Pour une meilleure information en temps réel
Toujours dans un souci d’efficacité et de désengorgement, la Cour appelle enfin à un vent de modernité dans le système de santé. Le rapport recommande en effet de « mettre à la disposition des usagers, en continu, les données concernant les urgences telles que les structures ouvertes à proximité de leur localisation, le temps d’attente observé dans celles-ci, le nombre de passages, les services fermés, etc. ». Un tel dispositif, qui existe déjà au Québec, aiderait ainsi les établissements à mieux coopérer selon Pierre Moscovici : « Chaque service gère un peu jalousement ses capacités.
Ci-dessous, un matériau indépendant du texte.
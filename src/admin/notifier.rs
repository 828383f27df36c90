use std::fmt;
use std::fmt::{Display, Formatter};
#[cfg(test)]
use std::sync::Mutex;

use spdlog::{error, info, warn};

#[derive(Debug, Clone, Copy, PartialEq, Eq)]
pub enum NoticeKind {
    Info,
    Success,
    Warning,
    Error,
}

/// A transient status message, the admin console's toast.
#[derive(Debug, Clone, PartialEq, Eq)]
pub struct Notice {
    pub kind: NoticeKind,
    pub message: String,
}

impl Notice {
    pub fn info(message: impl Into<String>) -> Self {
        Notice { kind: NoticeKind::Info, message: message.into() }
    }

    pub fn success(message: impl Into<String>) -> Self {
        Notice { kind: NoticeKind::Success, message: message.into() }
    }

    pub fn warning(message: impl Into<String>) -> Self {
        Notice { kind: NoticeKind::Warning, message: message.into() }
    }

    pub fn error(message: impl Into<String>) -> Self {
        Notice { kind: NoticeKind::Error, message: message.into() }
    }
}

impl Display for Notice {
    fn fmt(&self, f: &mut Formatter<'_>) -> fmt::Result {
        write!(f, "{}", self.message)
    }
}

pub trait Notifier: Send + Sync {
    fn notify(&self, notice: Notice);
}

/// Sends notices to the default spdlog logger.
pub struct LogNotifier;

impl Notifier for LogNotifier {
    fn notify(&self, notice: Notice) {
        match notice.kind {
            NoticeKind::Info | NoticeKind::Success => info!("{}", notice),
            NoticeKind::Warning => warn!("{}", notice),
            NoticeKind::Error => error!("{}", notice),
        }
    }
}

/// Keeps every notice, in order.
#[cfg(test)]
#[derive(Default)]
pub struct RecordingNotifier {
    notices: Mutex<Vec<Notice>>,
}

#[cfg(test)]
impl RecordingNotifier {
    pub fn notices(&self) -> Vec<Notice> {
        match self.notices.lock() {
            Ok(notices) => notices.clone(),
            Err(poisoned) => poisoned.into_inner().clone(),
        }
    }

    pub fn last(&self) -> Option<Notice> {
        self.notices().pop()
    }

    pub fn has_errors(&self) -> bool {
        self.notices().iter().any(|n| n.kind == NoticeKind::Error)
    }

    pub fn clear(&self) {
        if let Ok(mut notices) = self.notices.lock() {
            notices.clear();
        }
    }
}

#[cfg(test)]
impl Notifier for RecordingNotifier {
    fn notify(&self, notice: Notice) {
        match self.notices.lock() {
            Ok(mut notices) => notices.push(notice),
            Err(poisoned) => poisoned.into_inner().push(notice),
        }
    }
}

#[cfg(test)]
mod tests {
    use super::*;

    #[test]
    fn test_recording_notifier() {
        let notifier = RecordingNotifier::default();
        notifier.notify(Notice::info("Fetching posts from GitHub..."));
        notifier.notify(Notice::error("Error loading posts"));

        assert_eq!(notifier.notices().len(), 2);
        assert_eq!(notifier.last(), Some(Notice::error("Error loading posts")));
        assert!(notifier.has_errors());

        notifier.clear();
        assert!(notifier.notices().is_empty());
        assert!(!notifier.has_errors());
    }

    #[test]
    fn test_log_notifier_accepts_every_kind() {
        let notifier = LogNotifier;
        notifier.notify(Notice::info("info"));
        notifier.notify(Notice::success("success"));
        notifier.notify(Notice::warning("warning"));
        notifier.notify(Notice::error("error"));
    }
}
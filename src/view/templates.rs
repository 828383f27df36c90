use std::borrow::Cow;
use std::io::ErrorKind;
use std::path::Path;
use std::{fs, io};

use ramhorns::Template;
use spdlog::debug;

pub const LIST_TPL: &str = "list.tpl";
pub const POST_TPL: &str = "post.tpl";
pub const CARDS_TPL: &str = "cards.tpl";
pub const LAYOUT_TPL: &str = "layout.tpl";

fn embedded(file_name: &str) -> Option<&'static str> {
    match file_name {
        LIST_TPL => Some(include_str!("../../res/template/list.tpl")),
        POST_TPL => Some(include_str!("../../res/template/post.tpl")),
        CARDS_TPL => Some(include_str!("../../res/template/cards.tpl")),
        LAYOUT_TPL => Some(include_str!("../../res/template/layout.tpl")),
        _ => None,
    }
}

/// Template source from `template_dir` when the file exists there, the built-in one otherwise.
pub fn read_template(template_dir: Option<&Path>, file_name: &str) -> io::Result<Cow<'static, str>> {
    if let Some(dir) = template_dir {
        let full_path = dir.join(file_name);
        if full_path.is_file() {
            debug!("Using template {}", full_path.display());
            return fs::read_to_string(full_path).map(Cow::Owned);
        }
    }

    match embedded(file_name) {
        Some(src) => Ok(Cow::Borrowed(src)),
        None => Err(io::Error::new(ErrorKind::NotFound, format!("Unknown template {}", file_name))),
    }
}

/// Parses a template source, borrowed or owned. `kind` names the template in errors.
pub fn compile_template<'a>(src: Cow<'a, str>, kind: &str) -> io::Result<Template<'a>> {
    let parsed = match src {
        Cow::Borrowed(s) => Template::new(s),
        Cow::Owned(s) => Template::new(s),
    };

    parsed.map_err(|e| io::Error::new(ErrorKind::InvalidInput, format!("Error parsing {} template: {}", kind, e)))
}
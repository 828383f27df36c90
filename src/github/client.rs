use async_trait::async_trait;
use reqwest::header::{ACCEPT, AUTHORIZATION};
use reqwest::StatusCode;
use serde::Deserialize;
use spdlog::debug;

use crate::config::Github;
use crate::github::contents::{ContentSha, ContentsApi, FileLocation, PutFileRequest, RemoteFile, SyncError};

const GITHUB_ACCEPT: &str = "application/vnd.github.v3+json";

#[derive(Deserialize)]
struct PutFileResponse {
    content: PutFileContent,
}

#[derive(Deserialize)]
struct PutFileContent {
    sha: ContentSha,
}

#[derive(Deserialize)]
struct ApiMessage {
    message: Option<String>,
}

/// Contents API over HTTPS, authenticated with a personal access token.
pub struct GithubClient {
    http: reqwest::Client,
    api_base: String,
}

impl GithubClient {
    /// Every request carries the configured User-Agent.
    pub fn new(github: &Github) -> Result<Self, SyncError> {
        let http = reqwest::Client::builder()
            .user_agent(github.user_agent.as_str())
            .build()?;

        Ok(GithubClient {
            http,
            api_base: github.api_base.trim_end_matches('/').to_string(),
        })
    }

    fn contents_url(&self, location: &FileLocation) -> String {
        format!("{}/repos/{}/{}/contents/{}", self.api_base, location.owner, location.repo, location.path)
    }
}

#[async_trait]
impl ContentsApi for GithubClient {
    async fn get_file(&self, location: &FileLocation) -> Result<Option<RemoteFile>, SyncError> {
        let url = self.contents_url(location);
        debug!("GET {} ref={}", url, location.branch);

        let response = self.http.get(&url)
            .query(&[("ref", location.branch.as_str())])
            .header(AUTHORIZATION, format!("token {}", location.token))
            .header(ACCEPT, GITHUB_ACCEPT)
            .send()
            .await?;

        match response.status() {
            StatusCode::NOT_FOUND => Ok(None),
            status if !status.is_success() => Err(SyncError::Status(status.as_u16())),
            _ => Ok(Some(response.json::<RemoteFile>().await?)),
        }
    }

    async fn put_file(&self, location: &FileLocation, request: &PutFileRequest) -> Result<ContentSha, SyncError> {
        let url = self.contents_url(location);
        debug!("PUT {} branch={} sha={:?}", url, request.branch, request.sha);

        let response = self.http.put(&url)
            .header(AUTHORIZATION, format!("token {}", location.token))
            .header(ACCEPT, GITHUB_ACCEPT)
            .json(request)
            .send()
            .await?;

        let status = response.status();
        if !status.is_success() {
            let message = response.json::<ApiMessage>().await.ok()
                .and_then(|body| body.message)
                .unwrap_or_else(|| status.canonical_reason().unwrap_or("Unknown error").to_string());
            return Err(SyncError::Rejected(message));
        }

        let body: PutFileResponse = response.json().await?;
        Ok(body.content.sha)
    }
}
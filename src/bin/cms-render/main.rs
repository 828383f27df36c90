use std::fs;
use std::path::PathBuf;

use anyhow::{Context, Result};
use clap::{Parser, Subcommand};
use spdlog::{info, warn};

use simplecms::config::open_config;
use simplecms::feed::HttpFeed;
use simplecms::logger::configure_logger;
use simplecms::public_renderer::PublicRenderer;
use simplecms::query_string::QueryString;
use simplecms::view::layout_renderer::LayoutRenderer;
use simplecms::view::templates::{read_template, LAYOUT_TPL};

#[derive(Parser, Debug)]
#[command(version, about = "Renders the blog pages from the post feed", long_about = None)]
struct Args {
    /// Config path
    #[arg(short, long)]
    config_path: Option<String>,

    /// Write the page to this file instead of stdout
    #[arg(short, long)]
    out: Option<PathBuf>,

    /// Wrap the page in the HTML layout
    #[arg(short, long)]
    layout: bool,

    #[command(subcommand)]
    command: Command,
}

#[derive(Subcommand, Debug)]
enum Command {
    /// Every post, newest first
    List,
    /// A single post
    Post {
        /// Slug of the post
        #[arg(short, long, conflicts_with = "query")]
        slug: Option<String>,

        /// Raw query string, as in `post.html?slug=...`
        #[arg(short, long)]
        query: Option<String>,
    },
}

#[tokio::main]
async fn main() -> Result<()> {
    let args = Args::parse();
    let config_path = args.config_path.map(PathBuf::from);

    let config = match open_config(config_path) {
        Ok(config) => config,
        Err(err) => {
            eprintln!("{}", err);
            eprintln!("Please run cms-render --help");
            return Ok(());
        }
    };

    if let Err(err) = configure_logger(&config, "cms-render") {
        warn!("Error creating logger sinks. Using console instead. Desc={}", err);
    }

    let template_dir = config.paths.template_dir.as_deref();
    let renderer = PublicRenderer::new(template_dir)?;
    let feed = HttpFeed::new(&config.feed);

    let page = match args.command {
        Command::List => renderer.render_list(&feed).await,
        Command::Post { slug, query } => {
            let query = match (slug, query) {
                (Some(slug), _) => QueryString::with_slug(&slug),
                (None, Some(query)) => QueryString::from(&query),
                (None, None) => QueryString::from(""),
            };
            renderer.render_single(&feed, &query).await
        }
    };

    let output = if args.layout {
        let layout = LayoutRenderer::new(read_template(template_dir, LAYOUT_TPL)?)?;
        layout.render(&page)
    } else {
        page.body
    };

    match args.out {
        Some(path) => {
            fs::write(&path, output).with_context(|| format!("Error writing {}", path.display()))?;
            info!("Page written to {}", path.display());
        }
        None => println!("{}", output),
    }

    Ok(())
}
Ce qui est absurde, c’est d’avoir une personne âgée bloquée la nuit aux urgences alors que dans le même temps, on a un lit disponible dans un hôpital à proximité », appuie-t-il.
Fin 2023, deux décrets publiés au Journal officiel relatifs à la refonte des autorisations en médecine d’urgence indiquent que les établissements ont désormais pour obligation de déployer un dispositif d’ordonnancement des lits, d’informer sur leurs capacités d’accueil au quotidien et sur leurs disponibilités sur un répertoire unifié à l’échelle nationale. Issues du Pacte de refondation des urgences, ces dispositions doivent, sur le papier, se concrétiser d’ici la fin de l’année 2025.